Jean-Pierre Laporte, chercheur associé au CNRS (Paris) propose de revisiter les sources de connaissances des royaumes numides en les confrontant aux importantes données archéologiques sur l’Oranie, ce qui permettra de progresser sensiblement sur le royaume Massaessyle de Syphax, son fonctionnement interne et son rayonnement, ses liens commerciaux avec Carthage, le sud punique de l’Espagne, mais aussi Rome.»

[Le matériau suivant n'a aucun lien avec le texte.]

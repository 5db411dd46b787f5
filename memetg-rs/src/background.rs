//! User-chosen background images.

use crate::error::{MemetgError, MemetgResult};
use crate::image_loading::LoadedImage;
use base64::engine::general_purpose::STANDARD as BASE64;
use base64::Engine;
use log::{debug, info};
use std::path::Path;
use std::sync::Arc;
use tokio::sync::OnceCell;

/// A locally selected file together with its declared media type.
#[derive(Debug, Clone, PartialEq, Eq)]
pub struct BackgroundFile {
    pub bytes: Vec<u8>,
    pub media_type: String,
}

impl BackgroundFile {
    pub fn new(bytes: Vec<u8>, media_type: impl Into<String>) -> Self {
        Self {
            bytes,
            media_type: media_type.into(),
        }
    }

    /// Read a file, declaring its media type from the file extension.
    pub fn from_path(path: impl AsRef<Path>) -> MemetgResult<Self> {
        let path = path.as_ref();
        let bytes = std::fs::read(path)?;
        Ok(Self::new(bytes, media_type_for_path(path)))
    }

    pub fn is_image(&self) -> bool {
        self.media_type.starts_with("image/")
    }
}

/// Declared media type for a file name, by extension.
pub fn media_type_for_path(path: &Path) -> &'static str {
    let extension = path
        .extension()
        .and_then(|ext| ext.to_str())
        .map(|ext| ext.to_ascii_lowercase());
    match extension.as_deref() {
        Some("png") => "image/png",
        Some("jpg") | Some("jpeg") => "image/jpeg",
        Some("gif") => "image/gif",
        Some("webp") => "image/webp",
        Some("bmp") => "image/bmp",
        _ => "application/octet-stream",
    }
}

/// An accepted background, held as a data URI and decoded at most once.
#[derive(Debug)]
pub struct Background {
    data_uri: String,
    decoded: OnceCell<Arc<LoadedImage>>,
}

impl Background {
    fn from_file(file: &BackgroundFile) -> Self {
        let data_uri = format!(
            "data:{};base64,{}",
            file.media_type,
            BASE64.encode(&file.bytes)
        );
        Self {
            data_uri,
            decoded: OnceCell::new(),
        }
    }

    /// The data URI, suitable for an on-screen preview.
    pub fn data_uri(&self) -> &str {
        &self.data_uri
    }

    /// Decoded pixels, completing once decoding has finished.
    ///
    /// A failed decode is not cached, so a later call tries again.
    pub async fn decoded(&self) -> MemetgResult<Arc<LoadedImage>> {
        self.decoded
            .get_or_try_init(|| async {
                let bytes = data_uri_payload(&self.data_uri)?;
                LoadedImage::decode_async(bytes).await.map(Arc::new)
            })
            .await
            .cloned()
    }

    pub fn is_decoded(&self) -> bool {
        self.decoded.initialized()
    }
}

/// Holds the single active background.
#[derive(Debug, Default)]
pub struct BackgroundLoader {
    current: Option<Arc<Background>>,
}

impl BackgroundLoader {
    pub fn new() -> Self {
        Self::default()
    }

    /// Accept `file` as the new background.
    ///
    /// Files whose declared type is not `image/*` are ignored without error and
    /// leave the current background in place.
    pub fn load(&mut self, file: BackgroundFile) -> Option<Arc<Background>> {
        if !file.is_image() {
            debug!("Ignoring background file of type {}", file.media_type);
            return None;
        }
        info!(
            "Loaded {} background ({} bytes)",
            file.media_type,
            file.bytes.len()
        );
        // Dropping the old Arc releases its decoded buffer once no export holds it
        let background = Arc::new(Background::from_file(&file));
        self.current = Some(Arc::clone(&background));
        Some(background)
    }

    pub fn current(&self) -> Option<Arc<Background>> {
        self.current.clone()
    }

    pub fn preview_uri(&self) -> Option<&str> {
        self.current.as_deref().map(Background::data_uri)
    }

    pub fn clear(&mut self) {
        self.current = None;
    }
}

/// Extract the payload of a `data:` URI (base64 or plain text).
fn data_uri_payload(uri: &str) -> MemetgResult<Vec<u8>> {
    let rest = uri
        .strip_prefix("data:")
        .ok_or_else(|| MemetgError::DataUri("missing `data:` prefix".to_string()))?;
    let (header, payload) = rest
        .split_once(',')
        .ok_or_else(|| MemetgError::DataUri("missing `,` separator".to_string()))?;
    if header.ends_with(";base64") {
        BASE64
            .decode(payload)
            .map_err(|err| MemetgError::DataUri(err.to_string()))
    } else {
        Ok(payload.as_bytes().to_vec())
    }
}
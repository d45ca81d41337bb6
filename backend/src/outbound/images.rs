//! Local filesystem adapter for listing images.
//!
//! Files live flat inside one upload directory opened through `cap_std`, so
//! a stored name can never escape it. Names are generated on store and
//! checked with [`is_safe_stored_name`] on fetch.

use std::io;
use std::path::Path;
use std::sync::Arc;

use async_trait::async_trait;
use cap_std::{ambient_authority, fs::Dir};
use mockable::Clock;
use tracing::debug;

use crate::domain::ports::{ImageStore, ImageStoreError};
use crate::domain::{ImageUpload, StoredImage, is_safe_stored_name};

/// Image store writing into a local directory.
pub struct LocalImageStore {
    dir: Arc<Dir>,
    clock: Arc<dyn Clock>,
}

impl LocalImageStore {
    /// Open `root`, creating it when missing.
    pub fn open(root: &Path, clock: Arc<dyn Clock>) -> io::Result<Self> {
        Dir::create_ambient_dir_all(root, ambient_authority())?;
        let dir = Dir::open_ambient_dir(root, ambient_authority())?;
        Ok(Self {
            dir: Arc::new(dir),
            clock,
        })
    }
}

fn join_error(err: tokio::task::JoinError) -> ImageStoreError {
    ImageStoreError::io(format!("storage task failed: {err}"))
}

#[async_trait]
impl ImageStore for LocalImageStore {
    async fn store(&self, upload: &ImageUpload) -> Result<StoredImage, ImageStoreError> {
        let name = upload.stored_name(self.clock.utc());
        let dir = Arc::clone(&self.dir);
        let bytes = upload.bytes().to_vec();
        let target = name.clone();
        tokio::task::spawn_blocking(move || dir.write(&target, bytes))
            .await
            .map_err(join_error)?
            .map_err(|err| ImageStoreError::io(format!("{name}: {err}")))?;
        debug!(
            name = %name,
            file_name = upload.file_name(),
            content_type = upload.content_type(),
            "image stored"
        );
        Ok(StoredImage::from_name(name))
    }

    async fn fetch(&self, name: &str) -> Result<Option<Vec<u8>>, ImageStoreError> {
        if !is_safe_stored_name(name) {
            return Ok(None);
        }
        let dir = Arc::clone(&self.dir);
        let target = name.to_owned();
        let outcome = tokio::task::spawn_blocking(move || dir.read(&target))
            .await
            .map_err(join_error)?;
        match outcome {
            Ok(bytes) => Ok(Some(bytes)),
            Err(err) if err.kind() == io::ErrorKind::NotFound => Ok(None),
            Err(err) => Err(ImageStoreError::io(format!("{name}: {err}"))),
        }
    }
}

Prépondérance dommageable des sources littéraires sur les sources archéologiques
Nabil Boudraâ, professeur associé à Oregon State University (USA), analysera quelques représentations (littéraires, filmiques et artistiques) de Syphax en Occident. L’ultime séance du colloque est consacrée aux fouilles du mausolée et du site de Siga en 1977/78. C’est le professeur Mounir Bouchenaki, conseiller spécial de la directrice générale de l’Unesco, qui rappellera pourquoi le Service des Antiquités de l’Algérie, qu’il dirigeait alors, avait entrepris, en coopération avec une équipe allemande, une fouille de la colline de Siga : «Aborder, en effet, les monuments funéraires de tradition libyco-punique, en reprenant l’étude du contexte géographique et historique est d’une importance capitale pour l’analyse des premiers royaumes berbères dont l’existence nous permet d’enrichir sensiblement notre connaissance sur la Numidie avant la conquête romaine.
Le terme même de Numidie et des populations massaessyles et massyles qui l’habitaient peut certainement recouvrir plusieurs réalités et son utilisation sur le plan scientifique exige que des précisions soient bien établies pour faciliter la compréhension d’une région et d’une période dont l’histoire a dû être très complexe dans l’Antiquité, mais dont on ne devine qu’une trame très grossière à travers la lecture des sources littéraires.
Cette approche historique, qui se fonde à la fois sur un certain nombre de textes antiques et sur les résultats des fouilles archéologiques, n’a pas la prétention de fournir une réponse originale aux nombreuses questions qui restent posées par les historiens et les archéologues.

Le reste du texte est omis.